Der Vorwurf der Doppelmoral ist nicht auf den Krieg in Israel/Palästina begrenzt. Im Gegenteil, Doppelmoral ist allgegenwärtig, ob in Lybien, Syrien, Ukraine, ob Tibet, Taiwan oder Xinjiang. Dabei ist der Vorwurf der Doppelmoral ganz einfach widerlegt: Das politische Handeln ist überhaupt nicht durch Moral bedingt, lediglich die politische Propaganda benützt moralische Grundsätze, um das zu rechtfertigen, was aus strategisch-taktischen Gründen notwendig erscheint. Darauf sollten wir nicht mehr hereinfallen. Kriegsverbrechen werden nicht angeprangert, weil sie schlimm sind, sondern weil es jemanden nützt, sie anzuprangern. Und damit ist geklärt, warum russische Kriegsverbrechen anders behandelt werden als chinesische oder gar ukrainische, als aserbaidschanische oder türkische. Es geht nicht um die Kriegsverbrechen, es geht um propagandistische Munition gegen den Gegner.
Zielführender wäre es, die eigenen strategischen Ziele klar zu benennen und sie mit militärischer Stärke dort durchzusetzen, wo dies möglich ist, und zu verhandeln, wo dies nicht möglich ist.
In Palästina kann unser strategisches Interesse nur sein, Israel als Brückenkopf des Westens zu erhalten. Eine Rückgabe des Landes an die Palästinenser brächte nicht nur die 6einhalb Millionen Juden des Landes in tödliche Verlegenheit, sondern wäre ein empfindlicher, vielleicht der entscheidende Schlag gegen die westliche Hegemonie.

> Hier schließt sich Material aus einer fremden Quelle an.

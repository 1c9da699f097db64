//! Route definitions for feedback submissions.

use axum::routing::{get, post};
use axum::Router;

use crate::handlers::feedback;
use crate::state::AppState;

/// ```text
/// POST   /feedback          -> submit_feedback
/// GET    /submissions       -> list_submissions
/// ```
pub fn router() -> Router<AppState> {
    Router::new()
        .route("/feedback", post(feedback::submit_feedback))
        .route("/submissions", get(feedback::list_submissions))
}
use std::net::SocketAddr;
use std::sync::Arc;

use tracing_subscriber::{layer::SubscriberExt, util::SubscriberInitExt};

use reviewgate_api::config::ServerConfig;
use reviewgate_api::router::build_app_router;
use reviewgate_api::state::AppState;
use reviewgate_db::{JsonStore, PgStore, ReviewStore};

#[tokio::main]
async fn main() {
    dotenvy::dotenv().ok();

    // --- Tracing ---
    tracing_subscriber::registry()
        .with(
            tracing_subscriber::EnvFilter::try_from_default_env().unwrap_or_else(|_| {
                "reviewgate_api=debug,reviewgate_db=info,tower_http=debug".into()
            }),
        )
        .with(tracing_subscriber::fmt::layer())
        .init();

    // --- Configuration ---
    let config = ServerConfig::from_env();
    tracing::info!(
        host = %config.host,
        port = %config.port,
        categories = ?config.feedback_categories.as_slice(),
        "Loaded server configuration",
    );

    // --- Store ---
    let store = open_store(&config).await;
    tracing::info!(backend = store.backend(), "Store ready");

    // --- App state ---
    let state = AppState {
        store,
        config: Arc::new(config.clone()),
    };

    let app = build_app_router(state, &config);

    // --- Start server ---
    let addr = SocketAddr::new(
        config.host.parse().expect("Invalid HOST address"),
        config.port,
    );
    tracing::info!(%addr, "Starting server");

    let listener = tokio::net::TcpListener::bind(addr)
        .await
        .expect("Failed to bind to address");

    axum::serve(listener, app)
        .with_graceful_shutdown(shutdown_signal())
        .await
        .expect("Server error");

    tracing::info!("Graceful shutdown complete");
}

/// PostgreSQL when `DATABASE_URL` is set, otherwise the JSON files in `DATA_DIR`.
async fn open_store(config: &ServerConfig) -> Arc<dyn ReviewStore> {
    match &config.database_url {
        Some(database_url) => {
            let pool = reviewgate_db::create_pool(database_url)
                .await
                .expect("Failed to connect to database");
            tracing::info!("Database connection pool created");

            reviewgate_db::health_check(&pool)
                .await
                .expect("Database health check failed");

            reviewgate_db::run_migrations(&pool)
                .await
                .expect("Failed to run database migrations");
            tracing::info!("Database migrations applied");

            Arc::new(PgStore::new(pool))
        }
        None => {
            let store = JsonStore::open(&config.data_dir)
                .await
                .expect("Failed to open JSON data directory");
            Arc::new(store)
        }
    }
}

/// Wait for SIGINT or SIGTERM to initiate graceful shutdown.
async fn shutdown_signal() {
    let ctrl_c = async {
        tokio::signal::ctrl_c()
            .await
            .expect("Failed to install Ctrl-C handler");
    };

    #[cfg(unix)]
    let terminate = async {
        tokio::signal::unix::signal(tokio::signal::unix::SignalKind::terminate())
            .expect("Failed to install SIGTERM handler")
            .recv()
            .await;
    };

    #[cfg(not(unix))]
    let terminate = std::future::pending::<()>();

    tokio::select! {
        () = ctrl_c => {
            tracing::info!("Received SIGINT (Ctrl-C), starting graceful shutdown");
        }
        () = terminate => {
            tracing::info!("Received SIGTERM, starting graceful shutdown");
        }
    }
}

So wünschenswert es wäre, eine humanitäre Lösung für die Menschen im Gazastreifen zu finden, so ist es doch Teil der Doppelmoral, so zu tun, als ließe sich die Hamas bekämpfen, ohne diesen Menschen, mit denen die Hamas verwoben ist und aus denen sie hervorgeht, zu schaden. Die Bevölkerung ist doch das Faustpfand der Hamas. Dann werden, Mörserstellungen in Krankenhäuser und Schulen errichtet, und wenn dann dies militärische Ziel angegriffen wird, macht man Fotos von den zivilen Opfern und hofft auf das Empörungsmanagement der wohlgesonnenen Presse.
Doppelmoral ist es übrigens auch, der Ukraine genau so viele Waffen zu liefern, daß sie sich verteidigen können, aber nicht genug, daß sie gewinnen können.
Doppelmoral ist es auch, Blair und Biden nicht wegen des Irakkrieges anzuklagen.
Doppelmoral ist es, Assange eingesperrt zu lassen und gleichzeitig von freier Presse oder den westlichen Werten zu schwadronieren.
Unterm Strich ist Moral im politischen Kontext fast immer nur ein Propagandainstrument.
Moralischer wäre es, die eigene Stärke zu benutzen, um die eigenen Ziele durchzusetzen, als immer so zu tun, man würde einem höheren Ziel dienen. Das nehme ich zur Zeit keinem der politischen Protagonisten ab.